Exercise directions
Among the entries, find each line that includes the string "true" and list it.

Task inputs
//! # ChronoKV - A Thread-Safe In-Memory TTL Store
//!
//! ChronoKV is an in-memory key-value store where every entry can carry a
//! time-to-live. Besides lookups by key, it answers "the N oldest/newest
//! entries" and "everything inserted between T1 and T2" queries, which makes
//! it a fit for session stores, rate-limit windows, and sliding-window caches.
//!
//! ## Architecture
//!
//! ```text
//! ┌─────────────────────────────────────────────────────────────────────────┐
//! │                              ChronoKV                                   │
//! │                                                                         │
//! │  ┌─────────────┐    ┌──────────────────────────────────────────────┐    │
//! │  │  Worker     │───>│                  Store                       │    │
//! │  │  threads    │    │  ┌──────────┐ ┌──────────┐ ┌──────────────┐  │    │
//! │  └─────────────┘    │  │ Lookup   │ │ Expiry   │ │ Order        │  │    │
//! │                     │  │ table    │ │ heap     │ │ index        │  │    │
//! │                     │  └──────────┘ └──────────┘ └──────────────┘  │    │
//! │                     │          one Mutex, one record arena         │    │
//! │                     └──────────────────────────────────────────────┘    │
//! │                                               ▲                         │
//! │                                               │                         │
//! │                     ┌─────────────────────────┴───────────────────────┐ │
//! │                     │              Reclaimer                          │ │
//! │                     │      (Background Tokio Task)                    │ │
//! │                     └─────────────────────────────────────────────────┘ │
//! └─────────────────────────────────────────────────────────────────────────┘
//! ```
//!
//! ## Quick Start
//!
//! ```
//! use chronokv::{StoreConfig, TtlMap, TtlPolicy, Ttl};
//! use std::time::Duration;
//!
//! #[tokio::main]
//! async fn main() -> anyhow::Result<()> {
//!     let map = TtlMap::start(StoreConfig::default())?;
//!
//!     map.insert("session:1", "alice", Ttl::After(Duration::from_secs(30)));
//!     map.update(&"session:1", "alice-2", TtlPolicy::KeepExisting);
//!     assert_eq!(map.get(&"session:1"), Some("alice-2"));
//!
//!     let oldest = map.get_by_order(10, true);
//!     assert_eq!(oldest.len(), 1);
//!
//!     map.shutdown().await?;
//!     Ok(())
//! }
//! ```
//!
//! ## Module Overview
//!
//! - [`storage`]: the store, its indices, and the reclaimer
//! - [`config`]: reclaimer cadence and sweep thresholds
//! - [`error`]: error type for configuration and shutdown
//!
//! ## Design Highlights
//!
//! ### One Lock, Three Indices
//!
//! A single mutex guards the lookup table, the expiry heap, and the order
//! index together. They can never disagree about which keys exist.
//!
//! ### Lazy + Active Expiry
//!
//! Expired and erased records are reclaimed in two ways:
//! 1. **Lazy**: a lookup that finds an expired key removes it
//! 2. **Active**: the reclaimer trims the top of the expiry heap every tick
//!    and rebuilds all indices on a slower cadence
//!
//! ### Snapshot Reads
//!
//! Range and order queries copy record handles while holding the lock and
//! filter them afterwards, so large scans do not block writers.

pub mod config;
pub mod error;
pub mod storage;

// Re-export commonly used types for convenience
pub use config::StoreConfig;
pub use error::{Result, StoreError};
pub use storage::{
    IndexSizes, ManualClock, RecordView, Reclaimer, Store, Timestamp, TtlMap, Ttl, TtlPolicy,
};

/// Version of ChronoKV
pub const VERSION: &str = env!("CARGO_PKG_VERSION");
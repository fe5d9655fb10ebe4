//! Order Index
//!
//! Record ids in ascending insert-time order. New records are only ever
//! appended at the tail with a timestamp no older than the current tail,
//! so the sequence stays sorted and time ranges can be found by binary
//! search.
//!
//! Like the expiry index, it may hold ids of dead records. Readers filter
//! them out; the reclaimer compacts them.

use crate::storage::arena::RecordId;
use crate::storage::clock::Timestamp;
use std::collections::VecDeque;
use std::ops::Range;

#[derive(Debug, Clone, Copy)]
struct Slot {
    inserted_at: Timestamp,
    id: RecordId,
}

/// Record ids sorted by insert time.
#[derive(Debug, Default)]
pub(crate) struct OrderIndex {
    entries: VecDeque<Slot>,
}

impl OrderIndex {
    pub(crate) fn new() -> Self {
        Self::default()
    }

    /// Appends a record at the tail.
    pub(crate) fn push_back(&mut self, id: RecordId, inserted_at: Timestamp) {
        debug_assert!(
            self.entries
                .back()
                .map_or(true, |tail| tail.inserted_at <= inserted_at),
            "order index must stay sorted by insert time"
        );
        self.entries.push_back(Slot { inserted_at, id });
    }

    /// Positions of the records with `start <= inserted_at <= end`.
    ///
    /// Both bounds are inclusive. An inverted range yields an empty range.
    pub(crate) fn range(&self, start: Timestamp, end: Timestamp) -> Range<usize> {
        if start > end {
            return 0..0;
        }
        let low = self.entries.partition_point(|slot| slot.inserted_at < start);
        let high = self.entries.partition_point(|slot| slot.inserted_at <= end);
        low..high
    }

    /// Ids in `range`, in ascending insert order.
    pub(crate) fn ids_in(
        &self,
        range: Range<usize>,
    ) -> impl DoubleEndedIterator<Item = RecordId> + '_ {
        self.entries.range(range).map(|slot| slot.id)
    }

    /// All ids, in ascending insert order.
    pub(crate) fn ids(&self) -> impl DoubleEndedIterator<Item = RecordId> + '_ {
        self.entries.iter().map(|slot| slot.id)
    }

    /// Removes ids from the head while `evict` returns true. Returns them.
    pub(crate) fn evict_front_while(
        &mut self,
        mut evict: impl FnMut(RecordId) -> bool,
    ) -> Vec<RecordId> {
        let mut evicted = Vec::new();
        while let Some(slot) = self.entries.front() {
            if !evict(slot.id) {
                break;
            }
            evicted.push(slot.id);
            self.entries.pop_front();
        }
        evicted
    }

    /// Removes ids from the tail while `evict` returns true. Returns them.
    pub(crate) fn evict_back_while(
        &mut self,
        mut evict: impl FnMut(RecordId) -> bool,
    ) -> Vec<RecordId> {
        let mut evicted = Vec::new();
        while let Some(slot) = self.entries.back() {
            if !evict(slot.id) {
                break;
            }
            evicted.push(slot.id);
            self.entries.pop_back();
        }
        evicted
    }

    /// Keeps only the ids for which `keep` returns true, preserving order.
    pub(crate) fn retain(&mut self, mut keep: impl FnMut(RecordId) -> bool) {
        self.entries.retain(|slot| keep(slot.id));
    }

    #[inline]
    pub(crate) fn len(&self) -> usize {
        self.entries.len()
    }

    pub(crate) fn clear(&mut self) {
        self.entries.clear();
    }
}
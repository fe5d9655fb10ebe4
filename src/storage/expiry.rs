//! Expiry Index
//!
//! A min-heap of record ids keyed by expiry deadline. It answers "what is
//! the next thing to expire" in O(1) and drops it in O(log n).
//!
//! Erase and update never touch the heap. Ids of dead records stay in it
//! until the reclaimer pops them off the top or a full sweep rebuilds it.

use crate::storage::arena::RecordId;
use crate::storage::clock::Timestamp;
use std::cmp::Reverse;
use std::collections::BinaryHeap;

/// Heap entry. Field order matters for the derived `Ord`: records that
/// never expire sort after every record with a deadline.
#[derive(Debug, Clone, Copy, PartialEq, Eq, PartialOrd, Ord)]
struct Deadline {
    never: bool,
    at: Option<Timestamp>,
    id: RecordId,
}

/// Record ids ordered by ascending expiry deadline.
#[derive(Debug, Default)]
pub(crate) struct ExpiryIndex {
    heap: BinaryHeap<Reverse<Deadline>>,
}

impl ExpiryIndex {
    pub(crate) fn new() -> Self {
        Self::default()
    }

    /// Adds a record. `expires_at == None` means it never expires.
    pub(crate) fn push(&mut self, id: RecordId, expires_at: Option<Timestamp>) {
        self.heap.push(Reverse(Deadline {
            never: expires_at.is_none(),
            at: expires_at,
            id,
        }));
    }

    /// The id with the earliest deadline.
    #[inline]
    pub(crate) fn peek(&self) -> Option<RecordId> {
        self.heap.peek().map(|Reverse(entry)| entry.id)
    }

    pub(crate) fn pop(&mut self) -> Option<RecordId> {
        self.heap.pop().map(|Reverse(entry)| entry.id)
    }

    /// Keeps only the ids for which `keep` returns true.
    pub(crate) fn retain(&mut self, mut keep: impl FnMut(RecordId) -> bool) {
        self.heap.retain(|Reverse(entry)| keep(entry.id));
    }

    #[inline]
    pub(crate) fn len(&self) -> usize {
        self.heap.len()
    }

    pub(crate) fn clear(&mut self) {
        self.heap.clear();
    }
}
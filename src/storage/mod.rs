//! Storage Module
//!
//! This module provides the core storage functionality for ChronoKV: a
//! thread-safe key-value store with per-entry TTL, time-ordered queries,
//! and a background reclaimer.
//!
//! ## Architecture
//!
//! ```text
//! ┌─────────────────────────────────────────────────────────────┐
//! │                          Store                              │
//! │   ┌─────────────┐  ┌─────────────┐  ┌─────────────┐         │
//! │   │ LookupTable │  │ ExpiryIndex │  │ OrderIndex  │         │
//! │   └─────────────┘  └─────────────┘  └─────────────┘         │
//! │                  all behind one Mutex                       │
//! └─────────────────────────────────────────────────────────────┘
//!                            ▲
//!                            │
//!              ┌─────────────┴─────────────┐
//!              │        Reclaimer          │
//!              │  (Background Tokio Task)  │
//!              └───────────────────────────┘
//! ```
//!
//! ## Features
//!
//! - **TTL Support**: records expire a fixed time after insertion, or at an
//!   absolute deadline
//! - **Lazy Expiry**: expired keys are reclaimed when looked up
//! - **Active Expiry**: the reclaimer trims the expiry heap every tick and
//!   periodically rebuilds every index
//! - **Time Queries**: fetch or erase records by insertion order or by
//!   insertion-time range
//!
//! ## Example
//!
//! ```
//! use chronokv::storage::{Store, Ttl};
//! use std::time::{Duration, SystemTime};
//!
//! let store = Store::new();
//! let start = SystemTime::now();
//!
//! store.insert("a", 1, Ttl::Never);
//! store.insert("b", 2, Ttl::After(Duration::from_secs(60)));
//!
//! let newest = store.get_by_order(1, false);
//! assert_eq!(newest[0].key, "b");
//!
//! let recent = store.get_by_time_range(start, SystemTime::now(), true);
//! assert_eq!(recent.len(), 2);
//! ```

mod arena;
pub mod clock;
pub mod engine;
mod expiry;
pub mod handle;
mod lookup;
mod order;
pub mod reclaimer;
pub mod record;

// Re-export commonly used types
pub use clock::{ClockSource, ManualClock, SystemClock, Timestamp};
pub use engine::{IndexSizes, Store, StoreStats};
pub use handle::TtlMap;
pub use reclaimer::{ReclaimPass, ReclaimSchedule, Reclaimer, TickReport};
pub use record::{Record, RecordView, Ttl, TtlPolicy};
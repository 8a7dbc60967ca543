//! Project configuration file support for llm-router.
//!
//! Loads configuration from `llm-router.toml` in the working directory.

use anyhow::{bail, Context, Result};
use serde::Deserialize;
use std::path::Path;
use std::time::Duration;

use llm_router_core::MAX_ATTEMPTS;
use llm_router_oracle::{OracleConfig, DEFAULT_MODEL};

/// Project-level configuration loaded from `llm-router.toml`
#[derive(Debug, Deserialize, Default)]
#[serde(deny_unknown_fields)]
pub struct ProjectConfig {
    /// Bound on generate/evaluate attempts per request
    pub max_attempts: Option<usize>,
    /// Oracle connection settings
    #[serde(default)]
    pub oracle: OracleSection,
}

/// The `[oracle]` table
#[derive(Debug, Deserialize, Default)]
#[serde(deny_unknown_fields)]
pub struct OracleSection {
    /// `provider/model` identifier, e.g. `openai/gpt-4o-mini`
    pub model: Option<String>,
    pub base_url: Option<String>,
    /// Name of the environment variable holding the API key
    pub api_key_env: Option<String>,
    pub timeout_secs: Option<u64>,
    pub max_tokens: Option<u32>,
    pub temperature: Option<f32>,
}

/// Values given on the command line; these win over the file
#[derive(Debug, Default)]
pub struct Overrides<'a> {
    pub model: Option<&'a str>,
    pub base_url: Option<&'a str>,
    pub max_attempts: Option<usize>,
}

/// The config file name
pub const CONFIG_FILE_NAME: &str = "llm-router.toml";

impl ProjectConfig {
    /// Load configuration from the working directory.
    ///
    /// Returns:
    /// - `Ok(Some(config))` if file exists and parses successfully
    /// - `Ok(None)` if file does not exist
    /// - `Err(...)` if file exists but fails to parse (hard error)
    pub fn load(working_dir: &Path) -> Result<Option<Self>> {
        let config_path = working_dir.join(CONFIG_FILE_NAME);

        if !config_path.exists() {
            return Ok(None);
        }

        let content = std::fs::read_to_string(&config_path)
            .with_context(|| format!("Failed to read {}", config_path.display()))?;

        let config: ProjectConfig = toml::from_str(&content)
            .with_context(|| format!("Failed to parse {}", config_path.display()))?;

        Ok(Some(config))
    }

    /// Effective attempt bound.
    /// Priority: CLI flag > config file > default
    pub fn max_attempts(&self, overrides: &Overrides<'_>) -> Result<usize> {
        let max_attempts = overrides
            .max_attempts
            .or(self.max_attempts)
            .unwrap_or(MAX_ATTEMPTS);
        if max_attempts == 0 {
            bail!("max_attempts must be at least 1");
        }
        Ok(max_attempts)
    }

    /// Build the oracle settings, reading the API key through `env`.
    /// Priority: CLI flag > config file > provider default
    pub fn oracle_config<F>(&self, overrides: &Overrides<'_>, env: F) -> Result<OracleConfig>
    where
        F: Fn(&str) -> Option<String>,
    {
        let section = &self.oracle;
        let model_id = overrides
            .model
            .or(section.model.as_deref())
            .unwrap_or(DEFAULT_MODEL);

        let mut config = OracleConfig::from_model_id(model_id)
            .with_context(|| format!("Invalid model '{}'", model_id))?;

        if let Some(base_url) = overrides.base_url.or(section.base_url.as_deref()) {
            config = config.with_base_url(base_url.to_string());
        }

        let key_var = section
            .api_key_env
            .as_deref()
            .unwrap_or_else(|| config.provider.default_api_key_env());
        if let Some(key) = env(key_var).filter(|key| !key.trim().is_empty()) {
            config = config.with_api_key(key);
        }

        if let Some(secs) = section.timeout_secs {
            config = config.with_timeout(Duration::from_secs(secs));
        }
        if let Some(max_tokens) = section.max_tokens {
            config = config.with_max_tokens(max_tokens);
        }
        if let Some(temperature) = section.temperature {
            config = config.with_temperature(temperature);
        }

        Ok(config)
    }
}
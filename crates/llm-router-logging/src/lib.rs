//! # llm-router-logging
//!
//! Logging for the llm-router classify/generate/evaluate loop.
//!
//! ## Key Types
//!
//! - [`Logger`] - Structured event logging to stderr and an optional file
//! - [`LogEvent`] - Log event types
//! - [`LogFormat`] - Output formats (Pretty, JSON, Compact)
//! - [`RunWriter`] - Per-run JSONL record of attempts and outcome

mod events;
mod run_record;

pub use events::{LogEvent, LogFormat, Logger};
pub use run_record::{read_run, AttemptLine, RunLine, RunWriter};

use tracing_subscriber::{fmt, prelude::*, EnvFilter};

/// Initialize tracing for the application
pub fn init_tracing(level: &str, format: LogFormat) {
    let filter = EnvFilter::try_from_default_env().unwrap_or_else(|_| EnvFilter::new(level));

    match format {
        LogFormat::Json => {
            tracing_subscriber::registry()
                .with(filter)
                .with(fmt::layer().json().with_target(false).with_writer(std::io::stderr))
                .init();
        }
        LogFormat::Pretty | LogFormat::Compact => {
            tracing_subscriber::registry()
                .with(filter)
                .with(fmt::layer().with_target(false).with_writer(std::io::stderr))
                .init();
        }
    }
}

Solved problem
//!     let oldest = map.get_by_order(10, true);
                .map_or(true, |tail| tail.inserted_at <= inserted_at),
    /// Removes ids from the head while `evict` returns true. Returns them.
    /// Removes ids from the tail while `evict` returns true. Returns them.
    /// Keeps only the ids for which `keep` returns true, preserving order.
    /// Keeps only the ids for which `keep` returns true.
//! let recent = store.get_by_time_range(start, SystemTime::now(), true);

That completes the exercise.